• [Work instructions] Repeat precisely the span of lines below that opens with the line containing "by the device" and closes with the line containing "Read half of an open link.", both included.
::::::::
//! Byte transports: the raw bidirectional link to a controller.
//!
//! A [`ByteTransport`] knows how to open one link and hand back its two
//! halves.  It knows nothing about lines or JSON; framing happens above it.
//!
//! - [`serial::SerialTransport`] – a USB serial port via `tokio-serial`.
//! - [`duplex::DuplexTransport`] – an in-process pipe, used by the device
//!   emulator and tests.
//!
//! Closing a link means dropping both halves.  The hardware client owns them
//! for the lifetime of a connection and releases them on every exit path.

pub mod duplex;
pub mod serial;

use async_trait::async_trait;
use thiserror::Error;
use tokio::io::{AsyncRead, AsyncWrite};

use crate::application::config_client::ConfigError;

pub use duplex::DuplexTransport;
pub use serial::{list_ports, PortInfo, SerialTransport};

/// Error type for opening and using a transport.
#[derive(Debug, Error)]
pub enum TransportError {
    /// The runtime offers no compatible byte-stream primitive.
    #[error("unsupported transport: {0}")]
    UnsupportedTransport(String),

    /// The device could not be opened.
    #[error("failed to open device: {0}")]
    OpenFailed(String),

    /// The link broke mid-operation.
    #[error("I/O error: {0}")]
    Io(#[from] std::io::Error),
}

impl From<TransportError> for ConfigError {
    fn from(e: TransportError) -> Self {
        match e {
            TransportError::UnsupportedTransport(msg) => ConfigError::UnsupportedTransport(msg),
            TransportError::OpenFailed(msg) => ConfigError::OpenFailed(msg),
            TransportError::Io(e) => ConfigError::Io(e.to_string()),
        }
    }
}

/// Read half of an open link.
pub type BoxedReader = Box<dyn AsyncRead + Send + Unpin>;

/// Write half of an open link.
pub type BoxedWriter = Box<dyn AsyncWrite + Send + Unpin>;

/// An open link, split so that one task can read while another writes.
pub struct TransportHandle {
    pub reader: BoxedReader,
    pub writer: BoxedWriter,
    /// Human-readable name of the link for logs, e.g. `/dev/ttyACM0`.
    pub label: String,
}

impl std::fmt::Debug for TransportHandle {
    fn fmt(&self, f: &mut std::fmt::Formatter<'_>) -> std::fmt::Result {
        f.debug_struct("TransportHandle")
            .field("label", &self.label)
            .finish_non_exhaustive()
    }
}

/// Something that can open a byte link to a controller.
#[async_trait]
pub trait ByteTransport: Send + Sync {
    /// Opens the link.  The returned halves are owned exclusively by the
    /// caller until dropped.
    async fn open(&self) -> Result<TransportHandle, TransportError>;
}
::::::::
• [Response]
//! - [`duplex::DuplexTransport`] – an in-process pipe, used by the device
//!   emulator and tests.
//!
//! Closing a link means dropping both halves.  The hardware client owns them
//! for the lifetime of a connection and releases them on every exit path.

pub mod duplex;
pub mod serial;

use async_trait::async_trait;
use thiserror::Error;
use tokio::io::{AsyncRead, AsyncWrite};

use crate::application::config_client::ConfigError;

pub use duplex::DuplexTransport;
pub use serial::{list_ports, PortInfo, SerialTransport};

/// Error type for opening and using a transport.
#[derive(Debug, Error)]
pub enum TransportError {
    /// The runtime offers no compatible byte-stream primitive.
    #[error("unsupported transport: {0}")]
    UnsupportedTransport(String),

    /// The device could not be opened.
    #[error("failed to open device: {0}")]
    OpenFailed(String),

    /// The link broke mid-operation.
    #[error("I/O error: {0}")]
    Io(#[from] std::io::Error),
}

impl From<TransportError> for ConfigError {
    fn from(e: TransportError) -> Self {
        match e {
            TransportError::UnsupportedTransport(msg) => ConfigError::UnsupportedTransport(msg),
            TransportError::OpenFailed(msg) => ConfigError::OpenFailed(msg),
            TransportError::Io(e) => ConfigError::Io(e.to_string()),
        }
    }
}

/// Read half of an open link.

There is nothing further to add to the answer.